With the increasing adoption of mountainous photovoltaic installations, pre-stressed flexible cable-supported photovoltaic (PV) systems (FCSPSs) are becoming increasingly popular in large-scale solar power plants due to their evident adaptability to sloping terrain. The wind-induced deformation of FCSPSs significantly influences the wind field. In this study, a two-way fluid–structure interaction (FSI) analysis is conducted to assess the wind-induced vibration response of FCSPSs at various panel tilt angles. Firstly, the analysis approach for wind-induced vibration coefficients of FCSPSs is established, which involves model equivalency, coefficient definitions, model creation, and grid and solution settings. Secondly, the modal analysis is then conducted on FCSPSs at various panel tilt angles. Subsequently, the transient response of the PV structure and the variations in the wind field are evaluated by adjusting the panel tilt angles. Finally, a quantitative analysis is performed to investigate the influence of panel tilt angles on the support reaction and displacement wind-induced vibration coefficients of FCSPSs. The results indicate that the tilt angle has a certain impact on wind-induced vibration coefficients (reaction force, displacement).
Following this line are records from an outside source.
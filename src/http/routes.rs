use super::handlers;
use super::state::AppState;
use axum::{
    routing::{get, post},
    Router,
};
use tower_http::cors::CorsLayer;
use tower_http::trace::TraceLayer;

/// Create the HTTP router with all routes
pub fn create_router(state: AppState) -> Router {
    Router::new()
        // Health check
        .route("/health", get(handlers::health_check))
        // Voice control
        .route("/voice/capabilities", get(handlers::get_capabilities))
        .route("/voice/start", post(handlers::start_voice))
        .route("/voice/stop", post(handlers::stop_voice))
        .route("/voice/status", get(handlers::get_status))
        .route("/voice/playback", post(handlers::set_playback))
        // Conversation
        .route("/conversation/text", post(handlers::send_text))
        .route("/conversation/history", get(handlers::get_history))
        .layer(TraceLayer::new_for_http())
        .layer(CorsLayer::permissive())
        .with_state(state)
}
//! Finite field groups used for J-PAKE computations.
//!
//! All arithmetic happens in a subgroup of prime order `q` of the
//! multiplicative group modulo a prime `p`. The presets are DSA style
//! groups where `q` is much smaller than `p`:
//!
//! | Group   | `p` bits | `q` bits | Strength | Source                               |
//! |---------|----------|----------|----------|--------------------------------------|
//! | `G1024` | 1024     | 160      | 80       | Sun JCE DSA default group            |
//! | `G2048` | 2048     | 224      | 112      | [RFC 5114] section 2.2               |
//! | `G3072` | 3072     | 256      | 128      | FIPS 186-4 A.1.1.2 with SHA-256      |
//!
//! `G1024` is provided for compatibility with legacy deployments only.
//!
//! [RFC 5114]: https://tools.ietf.org/html/rfc5114#section-2.2

use num_bigint::BigUint;
use num_traits::{One, Zero};

use crate::errors::{Error, Result};

/// Parameters `(p, g, q)` of the group all J-PAKE arithmetic happens in.
#[derive(Debug, Clone, Eq, PartialEq)]
pub struct JpakeGroup {
    p: BigUint,
    g: BigUint,
    q: BigUint,
}

impl JpakeGroup {
    /// Build a group from a custom triple.
    ///
    /// Checks that `2 <= g < p`, `1 < q`, `q^2 < p`, that `q` divides
    /// `p - 1` and that `g^q = 1 mod p`. Primality of `p` and `q` is not
    /// tested.
    ///
    /// The second round exponent is reduced modulo `p` for compatibility
    /// with existing peers, which only preserves its value modulo `q` when
    /// `q^2 < p`. Safe prime groups are therefore rejected.
    pub fn new(p: BigUint, g: BigUint, q: BigUint) -> Result<Self> {
        let two = BigUint::from(2u32);

        if g < two || g >= p {
            return Err(Error::InvalidInput { name: "g" });
        }
        if q <= BigUint::one() || &q * &q >= p {
            return Err(Error::InvalidInput { name: "q" });
        }
        if !((&p - 1u32) % &q).is_zero() {
            return Err(Error::InvalidInput { name: "q" });
        }
        if !g.modpow(&q, &p).is_one() {
            return Err(Error::InvalidInput { name: "g" });
        }

        Ok(Self { p, g, q })
    }

    /// Prime modulus.
    pub fn p(&self) -> &BigUint {
        &self.p
    }

    /// Generator of the order `q` subgroup.
    pub fn g(&self) -> &BigUint {
        &self.g
    }

    /// Subgroup order.
    pub fn q(&self) -> &BigUint {
        &self.q
    }

    /// Size of the modulus in bits.
    pub fn bits(&self) -> u64 {
        self.p.bits()
    }

    // base^exp % p
    pub(crate) fn pow(&self, base: &BigUint, exp: &BigUint) -> BigUint {
        base.modpow(exp, &self.p)
    }

    // a * b % p
    pub(crate) fn mul(&self, a: &BigUint, b: &BigUint) -> BigUint {
        (a * b) % &self.p
    }

    pub(crate) fn reduce(&self, v: &BigUint) -> BigUint {
        v % &self.p
    }
}

/// A named, pre-validated group.
pub trait NamedGroup {
    /// Human readable name of the group.
    const NAME: &'static str;

    /// Big endian bytes of the prime modulus.
    const P: &'static [u8];

    /// Big endian bytes of the prime subgroup order, `q | p - 1`.
    const Q: &'static [u8];

    /// Big endian bytes of the subgroup generator.
    const G: &'static [u8];

    /// Approximate security strength in bits.
    const STRENGTH: u32;

    /// Instantiate the group parameters.
    fn group() -> JpakeGroup {
        JpakeGroup {
            p: BigUint::from_bytes_be(Self::P),
            g: BigUint::from_bytes_be(Self::G),
            q: BigUint::from_bytes_be(Self::Q),
        }
    }
}

macro_rules! define_group {
    ($name:ident, $bits:literal, $strength:expr, $doc:expr) => {
        #[doc = $doc]
        #[derive(Debug, Copy, Clone)]
        pub struct $name;

        impl NamedGroup for $name {
            const NAME: &'static str = stringify!($name);
            const P: &'static [u8] = include_bytes!(concat!("groups/", $bits, "_p.bin"));
            const Q: &'static [u8] = include_bytes!(concat!("groups/", $bits, "_q.bin"));
            const G: &'static [u8] = include_bytes!(concat!("groups/", $bits, "_g.bin"));
            const STRENGTH: u32 = $strength;
        }
    };
}

define_group!(G1024, "1024", 80, "1024-bit modulus, 160-bit subgroup.");
define_group!(G2048, "2048", 112, "2048-bit modulus, 224-bit subgroup.");
define_group!(G3072, "3072", 128, "3072-bit modulus, 256-bit subgroup.");
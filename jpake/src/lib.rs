#![no_std]
#![cfg_attr(docsrs, feature(doc_cfg))]
#![doc = include_str!("../README.md")]
#![doc(
    html_logo_url = "https://raw.githubusercontent.com/RustCrypto/meta/master/logo.svg",
    html_favicon_url = "https://raw.githubusercontent.com/RustCrypto/meta/master/logo.svg"
)]
#![forbid(unsafe_code)]
#![warn(missing_docs, rust_2018_idioms, unused_qualifications)]

//! # Usage
//!
//! Alice and Bob each create a [`Session`] over the same group, with
//! distinct signer ids. The protocol is symmetric: both sides perform the
//! same operations, in either order.
//!
//! ```rust
//! use jpake::{groups::{G2048, NamedGroup}, Secret, Session};
//!
//! let group = G2048::group();
//! let mut alice = Session::new(&group, b"alice");
//! let mut bob = Session::new(&group, b"bob");
//!
//! // round 1: exchange commitments, the secret may be set before or after
//! let alice_one = alice.produce_round1()?;
//! let bob_one = bob.produce_round1()?;
//! alice.consume_round1(&bob_one)?;
//! bob.consume_round1(&alice_one)?;
//!
//! alice.set_secret(Secret::from_be_bytes(b"hunter42"))?;
//! bob.set_secret(Secret::from_be_bytes(b"hunter42"))?;
//!
//! // round 2: exchange the blinded secret
//! let alice_two = alice.produce_round2()?;
//! let bob_two = bob.produce_round2()?;
//! alice.consume_round2(&bob_two)?;
//! bob.consume_round2(&alice_two)?;
//!
//! // round 3: local only
//! assert_eq!(alice.derive_key()?, bob.derive_key()?);
//! # Ok::<(), jpake::Error>(())
//! ```
//!
//! The derived key `K` is an integer modulo `p`. Feed
//! [`Session::derive_key_bytes`] into a KDF (e.g. HKDF) to obtain symmetric
//! keys. A password mismatch is not reported by the protocol itself: the
//! two sides simply end up with different keys, which the application
//! detects when authenticated data fails to decrypt.
//!
//! # Protocol description
//!
//! All arithmetic is done modulo a prime `p` in the subgroup of order `q`
//! generated by `g`. `ZKP{x}` is a Schnorr proof of knowledge of `x`, see
//! [`zkp`].
//!
//! |       Alice                        |   Data transfer            |      Bob                           |
//! |------------------------------------|----------------------------|------------------------------------|
//! |`x1 = ${0..q}`, `x2 = ${1..q}`      |                            |`x3 = ${0..q}`, `x4 = ${1..q}`      |
//! |                                    |`g^x1, g^x2, ZKP{x1, x2}` ->|                                    |
//! |                                    |<- `g^x3, g^x4, ZKP{x3, x4}`|                                    |
//! |abort if `g^x4 = 1` or proof invalid|                            |abort if `g^x2 = 1` or proof invalid|
//! |`A = (g^(x1+x3+x4))^(x2*s)`         |`A, ZKP{x2*s}` ->           |                                    |
//! |                                    |<- `B, ZKP{x4*s}`           |`B = (g^(x1+x2+x3))^(x4*s)`         |
//! |`K = (B / g^(x2*x4*s))^x2`          |                            |`K = (A / g^(x2*x4*s))^x4`          |
//!
//! Both sides arrive at `K = g^((x1+x3)*x2*x4*s)`.
//!
//! # Resuming
//!
//! [`SessionBuilder`] accepts the private exponents, the secret and the
//! peer's values as bare integers so that an exchange can be restored after
//! a restart. Values passed this way are not verified again.
//!
//! # Security
//!
//! This library is not constant-time: `num-bigint` exponentiation leaks
//! timing information about exponents. Signer ids must differ between the
//! two ends, otherwise proofs are rejected as reflected.

#[allow(unused_imports)]
#[macro_use]
extern crate alloc;

mod errors;
pub mod groups;
pub mod hash;
mod messages;
mod rng;
mod session;
pub mod zkp;

pub use self::{
    errors::{Error, Result},
    groups::{JpakeGroup, NamedGroup},
    hash::{ChallengeHash, DigestChallenge, Sha1Challenge},
    messages::{Round1Message, Round2Message},
    rng::RandomSource,
    session::{Secret, Session, SessionBuilder, SessionState, DEFAULT_SIGNER_ID_LEN},
    zkp::Proof,
};

pub use num_bigint::BigUint;
pub use rand_core;

#[cfg(feature = "getrandom")]
pub use rand_core::OsRng;
//! Fiat-Shamir challenge hashing.
//!
//! The default transcript is compatible with the OpenSSL J-PAKE code:
//!
//! ```text
//! H( len(G) | G | len(Gr) | Gr | len(Gx) | Gx | len(id) | id )
//! ```
//!
//! where integers are written as minimal big endian bytes and every `len`
//! is a 2-byte big endian length. Encodings that prepend a zero byte to
//! integers with the top bit set (`255` as `00 ff`) produce different
//! challenges and are not interoperable.

use alloc::vec::Vec;
use core::marker::PhantomData;
use digest::Digest;
use num_bigint::BigUint;
use sha1::Sha1;

use crate::errors::{Error, Result};

/// Maps a proof transcript to the challenge scalar `h`.
pub trait ChallengeHash {
    /// Compute the challenge for `generator`, `commitment` (`G^r`),
    /// `public` (`G^x`) and the prover's `signer_id`.
    fn challenge(
        &self,
        generator: &BigUint,
        commitment: &BigUint,
        public: &BigUint,
        signer_id: &[u8],
    ) -> Result<BigUint>;
}

/// [`ChallengeHash`] over the length-prefixed transcript using digest `D`.
pub struct DigestChallenge<D: Digest = Sha1> {
    d: PhantomData<D>,
}

/// The interoperable default challenge hash.
pub type Sha1Challenge = DigestChallenge<Sha1>;

impl<D: Digest> DigestChallenge<D> {
    /// Create a new challenge hasher.
    pub const fn new() -> Self {
        Self { d: PhantomData }
    }
}

impl<D: Digest> Default for DigestChallenge<D> {
    fn default() -> Self {
        Self::new()
    }
}

impl<D: Digest> Clone for DigestChallenge<D> {
    fn clone(&self) -> Self {
        Self::new()
    }
}

impl<D: Digest> core::fmt::Debug for DigestChallenge<D> {
    fn fmt(&self, f: &mut core::fmt::Formatter<'_>) -> core::fmt::Result {
        f.write_str("DigestChallenge")
    }
}

impl<D: Digest> ChallengeHash for DigestChallenge<D> {
    fn challenge(
        &self,
        generator: &BigUint,
        commitment: &BigUint,
        public: &BigUint,
        signer_id: &[u8],
    ) -> Result<BigUint> {
        let transcript = encode_transcript(generator, commitment, public, signer_id)?;
        Ok(BigUint::from_bytes_be(&D::digest(&transcript)))
    }
}

/// Build the length-prefixed challenge transcript.
pub fn encode_transcript(
    generator: &BigUint,
    commitment: &BigUint,
    public: &BigUint,
    signer_id: &[u8],
) -> Result<Vec<u8>> {
    let generator = generator.to_bytes_be();
    let commitment = commitment.to_bytes_be();
    let public = public.to_bytes_be();

    let mut out =
        Vec::with_capacity(8 + generator.len() + commitment.len() + public.len() + signer_id.len());
    put_prefixed(&mut out, &generator, "generator")?;
    put_prefixed(&mut out, &commitment, "commitment")?;
    put_prefixed(&mut out, &public, "public")?;
    put_prefixed(&mut out, signer_id, "signer_id")?;
    Ok(out)
}

fn put_prefixed(out: &mut Vec<u8>, bytes: &[u8], name: &'static str) -> Result<()> {
    let len = u16::try_from(bytes.len()).map_err(|_| Error::InvalidInput { name })?;
    out.extend_from_slice(&len.to_be_bytes());
    out.extend_from_slice(bytes);
    Ok(())
}

#[cfg(test)]
mod tests {
    use super::*;
    use hex_literal::hex;

    #[test]
    fn transcript_layout() {
        let t = encode_transcript(
            &BigUint::from(2u32),
            &BigUint::from(256u32),
            &BigUint::from(255u32),
            b"alice",
        )
        .unwrap();
        // 255 is written as `ff`, without a sign byte
        assert_eq!(t, hex!("0001 02 0002 0100 0001 ff 0005 616c696365"));
    }

    #[test]
    fn zero_and_empty_id() {
        let t = encode_transcript(
            &BigUint::from(0u32),
            &BigUint::from(1u32),
            &(BigUint::from(1u32) << 64u32),
            b"",
        )
        .unwrap();
        assert_eq!(t, hex!("0001 00 0001 01 0009 010000000000000000 0000"));
    }

    #[test]
    fn sha1_challenge() {
        let h = Sha1Challenge::new()
            .challenge(
                &BigUint::from(2u32),
                &BigUint::from(256u32),
                &BigUint::from(255u32),
                b"alice",
            )
            .unwrap();
        assert_eq!(
            h.to_bytes_be(),
            hex!("ee3d29c479104fc3c244c8344d099b7e04cd9b47")
        );

        let h = Sha1Challenge::new()
            .challenge(
                &BigUint::from(0u32),
                &BigUint::from(1u32),
                &(BigUint::from(1u32) << 64u32),
                b"",
            )
            .unwrap();
        assert_eq!(
            h.to_bytes_be(),
            hex!("04365ba0c154dde050e5f9dbcd30309bbcc20a38")
        );
    }

    #[test]
    fn other_digests() {
        let h = DigestChallenge::<sha2::Sha256>::new()
            .challenge(
                &BigUint::from(2u32),
                &BigUint::from(256u32),
                &BigUint::from(255u32),
                b"alice",
            )
            .unwrap();
        assert!(h.bits() <= 256);
        assert_ne!(h.bits(), 0);
    }

    #[test]
    fn oversized_components() {
        let huge = BigUint::from_bytes_be(&vec![0xffu8; 65_536]);
        let one = BigUint::from(1u32);

        assert_eq!(
            encode_transcript(&huge, &one, &one, b"id"),
            Err(Error::InvalidInput { name: "generator" })
        );
        assert_eq!(
            encode_transcript(&one, &one, &huge, b"id"),
            Err(Error::InvalidInput { name: "public" })
        );
        assert_eq!(
            encode_transcript(&one, &one, &one, &vec![0u8; 65_536]),
            Err(Error::InvalidInput { name: "signer_id" })
        );

        let max = BigUint::from_bytes_be(&vec![0xffu8; 65_535]);
        assert!(encode_transcript(&max, &one, &one, b"id").is_ok());
    }
}
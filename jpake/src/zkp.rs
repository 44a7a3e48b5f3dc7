//! Schnorr zero-knowledge proofs of discrete logarithm knowledge.
//!
//! A proof for `Gx = G^x mod p` made non-interactive with Fiat-Shamir:
//!
//! | Prover                        | Verifier                           |
//! |-------------------------------|------------------------------------|
//! | `r = ${0..q}`                 |                                    |
//! | `Gr = G^r`                    |                                    |
//! | `h = H(G, Gr, Gx, id)`        | `h = H(G, Gr, Gx, id)`             |
//! | `b = r - x * h mod q`         | accept iff `Gr == G^b * Gx^h`      |

use alloc::vec::Vec;
use num_bigint::BigUint;
use num_traits::Zero;
use subtle::ConstantTimeEq;
use tracing::warn;

#[cfg(feature = "serde")]
use serde::{Deserialize, Serialize};

use crate::{
    errors::{Error, Result},
    groups::JpakeGroup,
    hash::ChallengeHash,
    rng::RandomSource,
};

/// Non-interactive proof that the signer knows the exponent of a public value.
#[derive(Debug, Clone, Eq, PartialEq)]
#[cfg_attr(feature = "serde", derive(Serialize, Deserialize))]
pub struct Proof {
    /// `G^r mod p`
    pub commitment: BigUint,
    /// `r - x * h mod q`
    pub blind: BigUint,
    /// Identity of the prover, bound into the challenge.
    pub signer_id: Vec<u8>,
}

/// Proof generation and verification within one group.
pub struct Schnorr<'a, H: ChallengeHash> {
    group: &'a JpakeGroup,
    hash: &'a H,
}

impl<'a, H: ChallengeHash> Schnorr<'a, H> {
    /// Create a prover/verifier for `group` using `hash` for challenges.
    pub fn new(group: &'a JpakeGroup, hash: &'a H) -> Self {
        Self { group, hash }
    }

    /// Prove knowledge of `exponent` such that `generator^exponent = public`.
    pub fn prove<R: RandomSource + ?Sized>(
        &self,
        rng: &mut R,
        generator: &BigUint,
        exponent: &BigUint,
        public: &BigUint,
        signer_id: &[u8],
    ) -> Result<Proof> {
        let q = self.group.q();

        let r = rng.gen_scalar(&BigUint::zero(), q);
        let commitment = self.group.pow(generator, &r);
        let h = self
            .hash
            .challenge(generator, &commitment, public, signer_id)?;

        // b = (r - x*h) mod q, with r < q
        let xh = (exponent * &h) % q;
        let blind = (r + q - xh) % q;

        Ok(Proof {
            commitment,
            blind,
            signer_id: signer_id.to_vec(),
        })
    }

    /// Verify that the signer of `proof` knows the exponent of `public`
    /// with respect to `generator`.
    ///
    /// `verifier_id` is our own identity: proofs carrying it are rejected
    /// as reflected. `name` labels the proof in the returned error.
    pub fn verify(
        &self,
        generator: &BigUint,
        public: &BigUint,
        proof: &Proof,
        verifier_id: &[u8],
        name: &'static str,
    ) -> Result<()> {
        if proof.signer_id == verifier_id {
            warn!(
                proof = name,
                signer_id = ?proof.signer_id,
                "peer proof carries our own signer id"
            );
            return Err(Error::DuplicateSigner);
        }

        let p = self.group.p();
        let in_range = |v: &BigUint| !v.is_zero() && v < p;
        if !in_range(public) || !in_range(&proof.commitment) {
            warn!(proof = name, "proof over a value outside [1, p)");
            return Err(Error::InvalidProof { proof: name });
        }

        let h = self
            .hash
            .challenge(generator, &proof.commitment, public, &proof.signer_id)?;

        let gb = self.group.pow(generator, &proof.blind);
        let y = self.group.pow(public, &h);
        let expected = self.group.mul(&gb, &y);

        if expected
            .to_bytes_be()
            .ct_eq(&proof.commitment.to_bytes_be())
            .into()
        {
            Ok(())
        } else {
            warn!(proof = name, "zero-knowledge proof rejected");
            Err(Error::InvalidProof { proof: name })
        }
    }
}

#[cfg(test)]
mod tests {
    use super::*;
    use crate::{
        groups::{NamedGroup, G1024},
        hash::Sha1Challenge,
    };
    use rand::{rngs::StdRng, SeedableRng};

    /// Returns queued values instead of random ones.
    struct Fixed(Vec<u32>);

    impl RandomSource for Fixed {
        fn gen_scalar(&mut self, _low: &BigUint, _high: &BigUint) -> BigUint {
            BigUint::from(self.0.remove(0))
        }

        fn fill_random(&mut self, dest: &mut [u8]) {
            dest.fill(0x42);
        }
    }

    fn small_group() -> JpakeGroup {
        JpakeGroup::new(199u32.into(), 61u32.into(), 11u32.into()).unwrap()
    }

    #[test]
    fn known_answer() {
        let group = small_group();
        let hash = Sha1Challenge::new();
        let schnorr = Schnorr::new(&group, &hash);

        let x = BigUint::from(3u32);
        let gx = group.pow(group.g(), &x);
        assert_eq!(gx, BigUint::from(121u32));

        let proof = schnorr
            .prove(&mut Fixed(vec![7]), group.g(), &x, &gx, b"alice")
            .unwrap();
        assert_eq!(proof.commitment, BigUint::from(188u32));
        assert_eq!(proof.blind, BigUint::from(5u32));
        assert_eq!(proof.signer_id, b"alice");

        schnorr
            .verify(group.g(), &gx, &proof, b"bob", "zkp_x1")
            .unwrap();
    }

    #[test]
    fn prove_and_verify() {
        let group = G1024::group();
        let hash = Sha1Challenge::new();
        let schnorr = Schnorr::new(&group, &hash);
        let mut rng = StdRng::seed_from_u64(1);

        let x = rng.gen_scalar(&BigUint::zero(), group.q());
        let gx = group.pow(group.g(), &x);
        let proof = schnorr.prove(&mut rng, group.g(), &x, &gx, b"alice").unwrap();

        assert!(proof.blind < *group.q());
        schnorr
            .verify(group.g(), &gx, &proof, b"bob", "zkp_x1")
            .unwrap();
    }

    #[test]
    fn tampered_proofs() {
        let group = G1024::group();
        let hash = Sha1Challenge::new();
        let schnorr = Schnorr::new(&group, &hash);
        let mut rng = StdRng::seed_from_u64(2);

        let x = rng.gen_scalar(&BigUint::zero(), group.q());
        let gx = group.pow(group.g(), &x);
        let proof = schnorr.prove(&mut rng, group.g(), &x, &gx, b"alice").unwrap();
        let rejected = Err(Error::InvalidProof { proof: "zkp_x1" });

        let mut bad = proof.clone();
        bad.commitment += 1u32;
        assert_eq!(schnorr.verify(group.g(), &gx, &bad, b"bob", "zkp_x1"), rejected);

        let mut bad = proof.clone();
        bad.blind += 1u32;
        assert_eq!(schnorr.verify(group.g(), &gx, &bad, b"bob", "zkp_x1"), rejected);

        let mut bad = proof.clone();
        bad.signer_id = b"carol".to_vec();
        assert_eq!(schnorr.verify(group.g(), &gx, &bad, b"bob", "zkp_x1"), rejected);

        let wrong_public = group.mul(&gx, group.g());
        assert_eq!(
            schnorr.verify(group.g(), &wrong_public, &proof, b"bob", "zkp_x1"),
            rejected
        );
    }

    #[test]
    fn degenerate_public_value() {
        let group = G1024::group();
        let hash = Sha1Challenge::new();
        let schnorr = Schnorr::new(&group, &hash);
        let forged = Proof {
            commitment: BigUint::zero(),
            blind: BigUint::from(12345u32),
            signer_id: b"mallory".to_vec(),
        };
        let rejected = Err(Error::InvalidProof { proof: "zkp_a" });

        // 0^h = 0 satisfies the verification equation for any blind
        let zero = BigUint::zero();
        assert_eq!(schnorr.verify(group.g(), &zero, &forged, b"alice", "zkp_a"), rejected);
        assert_eq!(schnorr.verify(group.g(), group.p(), &forged, b"alice", "zkp_a"), rejected);
    }

    #[test]
    fn reflected_proof() {
        let group = G1024::group();
        let hash = Sha1Challenge::new();
        let schnorr = Schnorr::new(&group, &hash);
        let mut rng = StdRng::seed_from_u64(3);

        let x = rng.gen_scalar(&BigUint::zero(), group.q());
        let gx = group.pow(group.g(), &x);
        let proof = schnorr.prove(&mut rng, group.g(), &x, &gx, b"alice").unwrap();

        assert_eq!(
            schnorr.verify(group.g(), &gx, &proof, b"alice", "zkp_x1"),
            Err(Error::DuplicateSigner)
        );
    }
}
The effect of the tilt angle on the internal force wind-induced vibration coefficient is more pronounced. However, the variation in displacement due to wind-induced vibrations is significantly greater than the variation in internal force. Meanwhile, the displacement wind-induced vibration coefficient and the support reaction wind-induced vibration coefficient should be considered separately for different tilt angles.